I am in need of some more leads, I keep forgetting about the time we made all of those....going to be making a trip to home depot tomorrow


----------



## DrumRunner

Country Woman said:


> thanks for the advice


You're welcome!



sierrams1123 said:


> I am in need of some more leads, I keep forgetting about the time we made all of those....going to be making a trip to home depot tomorrow


I'm probably going to soon too..I need a few black leads..Let me know what colors you find..Please Ma'am..


----------



## sierrams1123

will do


----------



## DrumRunner

Thanks!


----------



## sierrams1123

Welcome!


----------



## AmazinCaucasian

View attachment 88335


View attachment 88336


View attachment 88337


Some halters I made this weekend. buy the rope and make em for half-price and they fit better than the store-bought ones. I probably make about half of my riding and shoeing gear. Shoeing boxes, stands, reins, headstalls, saddle strings, hoof picks, tools, martingales, rowels, whatever. Anybody can do it


----------



## DrumRunner

Amazin, how do you make you hoof picks?? Those run away at my house and I'm sick of buying them.


----------



## AmazinCaucasian

Yeah mine get lost too so that's why I make em. Same way with halters. They get left at customers barns. 

You can do several different styles. The one I use now was made from an old gate latch and I just modified it. But usually make them from old horseshoes. Helps to have a forge or cutting torch, make the metal easier to shape. But you can do it cold. Just cut a shoe in half and bang out the shape you want. Then take an angle grinder and sharpen the point however you want.

Hoof picks are so easy to lose. Sometimes I paint mine bright orange or put bright vet-wrap on them


----------



## DrumRunner

Ohh really? I think I can do that..My Dad races drag cars and has a shop full of toys and tools I can use.. Can you post a picture I can go from? I'd really like to try that now.


----------



## PaintCowgirl

ive made lead lines and lunge lines from bailing twine, very sturdy for stallions. i took 9 pieces of orange bailing twine and made three seperate braids then braided the three braides together. its for SURE not going to break. then i attached a clip on one end and knotted the other. do it all the time. you always have bailing twine laying around!


----------



## Lockwood

AmazinCaucasian said:


> View attachment 88335
> 
> 
> View attachment 88336
> 
> 
> View attachment 88337
> 
> 
> Some halters I made this weekend. buy the rope and make em for half-price and they fit better than the store-bought ones. I probably make about half of my riding and shoeing gear. Shoeing boxes, stands, reins, headstalls, saddle strings, hoof picks, tools, martingales, rowels, whatever. Anybody can do it


I swear it looks like old telephone spiral cord on the nose piece in the first pic. Is it?
If not, what exactly is it that you used?

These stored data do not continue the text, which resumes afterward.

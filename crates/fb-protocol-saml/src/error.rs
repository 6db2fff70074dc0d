//! SAML error types.
//!
//! Errors raised while decoding and parsing SAML messages. The adapter turns
//! each of them into a [`RejectReason`] before anything leaves the crate.

use fb_protocol::{ProtocolError, RejectReason};
use thiserror::Error;

/// Result type for SAML operations.
pub type SamlResult<T> = Result<T, SamlError>;

/// Failures while building an AuthnRequest or reading a Response.
#[derive(Debug, Error)]
pub enum SamlError {
    /// The outbound AuthnRequest could not be built.
    #[error("cannot build AuthnRequest: {0}")]
    InvalidRequest(String),

    /// The Response is structurally wrong (bad root, no status, ...).
    #[error("unusable SAML response: {0}")]
    InvalidResponse(String),

    /// The document is not well-formed XML.
    #[error("malformed XML: {0}")]
    XmlParse(String),

    /// A required element or attribute is absent.
    #[error("{0} is missing")]
    MissingElement(String),

    /// An `xs:dateTime` value could not be parsed.
    #[error("bad dateTime value: {0}")]
    InvalidTimestamp(String),

    /// A message parameter is not valid base64.
    #[error("message parameter is not base64: {0}")]
    Base64Decode(String),

    /// Redirect binding DEFLATE step failed.
    #[error("redirect binding deflate failed: {0}")]
    Deflate(String),

    /// The request signer refused to sign.
    #[error("request signing failed: {0}")]
    SignatureCreation(String),
}

impl SamlError {
    /// Returns the rejection reason for a response that failed with this error.
    #[must_use]
    pub const fn reject_reason(&self) -> RejectReason {
        match self {
            Self::SignatureCreation(_) => RejectReason::SignatureInvalid,
            _ => RejectReason::Malformed,
        }
    }
}

impl From<quick_xml::Error> for SamlError {
    fn from(err: quick_xml::Error) -> Self {
        Self::XmlParse(err.to_string())
    }
}

impl From<quick_xml::events::attributes::AttrError> for SamlError {
    fn from(err: quick_xml::events::attributes::AttrError) -> Self {
        Self::XmlParse(err.to_string())
    }
}

impl From<base64::DecodeError> for SamlError {
    fn from(err: base64::DecodeError) -> Self {
        Self::Base64Decode(err.to_string())
    }
}

impl From<std::io::Error> for SamlError {
    fn from(err: std::io::Error) -> Self {
        Self::Deflate(err.to_string())
    }
}

impl From<SamlError> for ProtocolError {
    fn from(err: SamlError) -> Self {
        match err {
            SamlError::SignatureCreation(msg) => Self::Signing(fb_protocol::SigningError(msg)),
            other => Self::Encoding(other.to_string()),
        }
    }
}
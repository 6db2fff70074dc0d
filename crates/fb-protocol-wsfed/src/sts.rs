//! Security token service client.
//!
//! Tokens received through the passive profile can be checked by the issuing
//! token service with a WS-Trust 1.3 `Validate` request over SOAP 1.2.
//!
//! ## NIST 800-53 Rev5: SC-8 (Transmission Confidentiality and Integrity)
//!
//! The client only speaks to the configured endpoint; TLS is provided by
//! `reqwest` with rustls.

use std::sync::Arc;
use std::time::{Duration, Instant};

use async_trait::async_trait;
use fb_protocol_saml::xml::XmlElement;
use thiserror::Error;
use tracing::{debug, error, warn};

use crate::trace::{observe, Direction, NoopTraceHook, TraceHook};

const NS_SOAP12: &str = "http://www.w3.org/2003/05/soap-envelope";
const NS_ADDRESSING: &str = "http://www.w3.org/2005/08/addressing";
const NS_TRUST13: &str = "http://docs.oasis-open.org/ws-sx/ws-trust/200512";
const ACTION_VALIDATE: &str = "http://docs.oasis-open.org/ws-sx/ws-trust/200512/RST/Validate";
const REQUEST_TYPE_VALIDATE: &str = "http://docs.oasis-open.org/ws-sx/ws-trust/200512/Validate";
const TOKEN_TYPE_STATUS: &str = "http://docs.oasis-open.org/ws-sx/ws-trust/200512/RSTR/Status";

/// Status code of a valid token.
pub const STATUS_VALID: &str = "http://docs.oasis-open.org/ws-sx/ws-trust/200512/status/valid";

/// Failure to obtain an answer from the token service.
#[derive(Debug, Clone, Error)]
pub enum TransportError {
    /// The deadline passed before an answer arrived.
    #[error("token service call timed out")]
    Timeout,

    /// The connection could not be established.
    #[error("token service unreachable: {0}")]
    Connection(String),

    /// The service answered with an HTTP error and no SOAP fault.
    #[error("token service returned HTTP {0}")]
    Http(u16),

    /// The service answered with a SOAP fault.
    #[error("token service fault: {0}")]
    Fault(String),

    /// The answer could not be understood.
    #[error("invalid token service response: {0}")]
    InvalidResponse(String),
}

/// The token service's verdict on a token.
#[derive(Debug, Clone, PartialEq, Eq)]
pub struct TokenValidation {
    /// `Status/Code`.
    pub code: String,
    /// `Status/Reason`, if any.
    pub reason: Option<String>,
}

impl TokenValidation {
    /// Returns whether the service declared the token valid.
    #[must_use]
    pub fn is_valid(&self) -> bool {
        self.code == STATUS_VALID
    }
}

/// Validates issued tokens with their issuer.
#[async_trait]
pub trait SecurityTokenService: Send + Sync {
    /// Asks the service whether `token_xml` is valid.
    ///
    /// The call gives up at `deadline` with [`TransportError::Timeout`].
    async fn validate(
        &self,
        token_xml: &str,
        deadline: Option<Instant>,
    ) -> Result<TokenValidation, TransportError>;
}

/// WS-Trust 1.3 client over HTTP.
pub struct HttpSecurityTokenService {
    client: reqwest::Client,
    endpoint: String,
    timeout: Duration,
    trace: Arc<dyn TraceHook>,
}

impl HttpSecurityTokenService {
    /// Creates a client for `endpoint`.
    pub fn new(endpoint: impl Into<String>, timeout: Duration) -> Result<Self, TransportError> {
        let client = reqwest::Client::builder()
            .timeout(timeout)
            .build()
            .map_err(|e| TransportError::Connection(e.to_string()))?;

        Ok(Self {
            client,
            endpoint: endpoint.into(),
            timeout,
            trace: Arc::new(NoopTraceHook),
        })
    }

    /// Attaches a trace hook.
    #[must_use]
    pub fn with_trace_hook(mut self, trace: Arc<dyn TraceHook>) -> Self {
        self.trace = trace;
        self
    }

    /// Builds the SOAP envelope of a `Validate` request.
    #[must_use]
    pub fn validate_envelope(&self, token_xml: &str) -> String {
        let message_id = uuid::Uuid::new_v4();
        let to = fb_protocol_saml::xml::escape(&self.endpoint);
        format!(
            r#"<s:Envelope xmlns:s="{NS_SOAP12}" xmlns:a="{NS_ADDRESSING}"><s:Header><a:Action s:mustUnderstand="1">{ACTION_VALIDATE}</a:Action><a:MessageID>urn:uuid:{message_id}</a:MessageID><a:To s:mustUnderstand="1">{to}</a:To></s:Header><s:Body><trust:RequestSecurityToken xmlns:trust="{NS_TRUST13}"><trust:TokenType>{TOKEN_TYPE_STATUS}</trust:TokenType><trust:RequestType>{REQUEST_TYPE_VALIDATE}</trust:RequestType><trust:ValidateTarget>{token_xml}</trust:ValidateTarget></trust:RequestSecurityToken></s:Body></s:Envelope>"#
        )
    }

    async fn post(&self, envelope: &str) -> Result<(u16, String), reqwest::Error> {
        let response = self
            .client
            .post(&self.endpoint)
            .header(
                reqwest::header::CONTENT_TYPE,
                format!(r#"application/soap+xml; charset=utf-8; action="{ACTION_VALIDATE}""#),
            )
            .body(envelope.to_string())
            .send()
            .await?;
        let status = response.status().as_u16();
        let body = response.text().await?;
        Ok((status, body))
    }

    async fn call(&self, envelope: &str) -> Result<TokenValidation, TransportError> {
        let mut attempt = 0;
        let (status, body) = loop {
            attempt += 1;
            match self.post(envelope).await {
                Ok(answer) => break answer,
                Err(e) if e.is_connect() && attempt < 2 => {
                    warn!(endpoint = %self.endpoint, error = %e, "token service unreachable, retrying");
                }
                Err(e) if e.is_timeout() => return Err(TransportError::Timeout),
                Err(e) => return Err(TransportError::Connection(e.to_string())),
            }
        };

        let parsed = parse_validate_response(&body);
        let fault = matches!(parsed, Err(TransportError::Fault(_))) || !(200..300).contains(&status);
        observe(self.trace.as_ref(), Direction::Inbound, &body, fault);

        match parsed {
            Ok(validation) if (200..300).contains(&status) => Ok(validation),
            Ok(_) | Err(TransportError::InvalidResponse(_)) if !(200..300).contains(&status) => {
                Err(TransportError::Http(status))
            }
            other => other,
        }
    }
}

#[async_trait]
impl SecurityTokenService for HttpSecurityTokenService {
    async fn validate(
        &self,
        token_xml: &str,
        deadline: Option<Instant>,
    ) -> Result<TokenValidation, TransportError> {
        let envelope = self.validate_envelope(token_xml);
        observe(self.trace.as_ref(), Direction::Outbound, &envelope, false);

        let own_deadline = Instant::now() + self.timeout;
        let deadline = deadline.map_or(own_deadline, |d| d.min(own_deadline));

        let result =
            tokio::time::timeout_at(tokio::time::Instant::from_std(deadline), self.call(&envelope))
                .await
                .unwrap_or(Err(TransportError::Timeout));

        match &result {
            Ok(validation) => debug!(code = %validation.code, "token service answered"),
            Err(e) => error!(endpoint = %self.endpoint, error = %e, "token service call failed"),
        }
        result
    }
}

/// Reads `Status/Code` from a `Validate` response, or the fault reason.
fn parse_validate_response(body: &str) -> Result<TokenValidation, TransportError> {
    let envelope =
        XmlElement::parse(body).map_err(|e| TransportError::InvalidResponse(e.to_string()))?;
    let soap_body = envelope
        .child("Body")
        .ok_or_else(|| TransportError::InvalidResponse("no SOAP Body".into()))?;

    if let Some(fault) = soap_body.child("Fault") {
        let reason = fault
            .find("Text")
            .or_else(|| fault.child("faultstring"))
            .and_then(XmlElement::non_empty_text)
            .unwrap_or("unspecified fault");
        return Err(TransportError::Fault(reason.to_string()));
    }

    let status = soap_body
        .find("Status")
        .ok_or_else(|| TransportError::InvalidResponse("no Status in response".into()))?;
    let code = status
        .child("Code")
        .and_then(XmlElement::non_empty_text)
        .ok_or_else(|| TransportError::InvalidResponse("no Status/Code".into()))?;

    Ok(TokenValidation {
        code: code.to_string(),
        reason: status
            .child("Reason")
            .and_then(XmlElement::non_empty_text)
            .map(String::from),
    })
}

You know, I have been thinking about buying myself a mig welder for my birthday to fix stuff around the farm and to make trinkets with (I know... look out folks... woman with a welder in her hands :hide: )

Do you know if a mig welder can attach small things to old horse shoes?


----------



## Skyseternalangel

AmazinCaucasian said:


> Some halters I made this weekend. buy the rope and make em for half-price and they fit better than the store-bought ones.


I am so interested.. my horse barely fits into his rope halter now and I'm looking to find (or make!) one that fits.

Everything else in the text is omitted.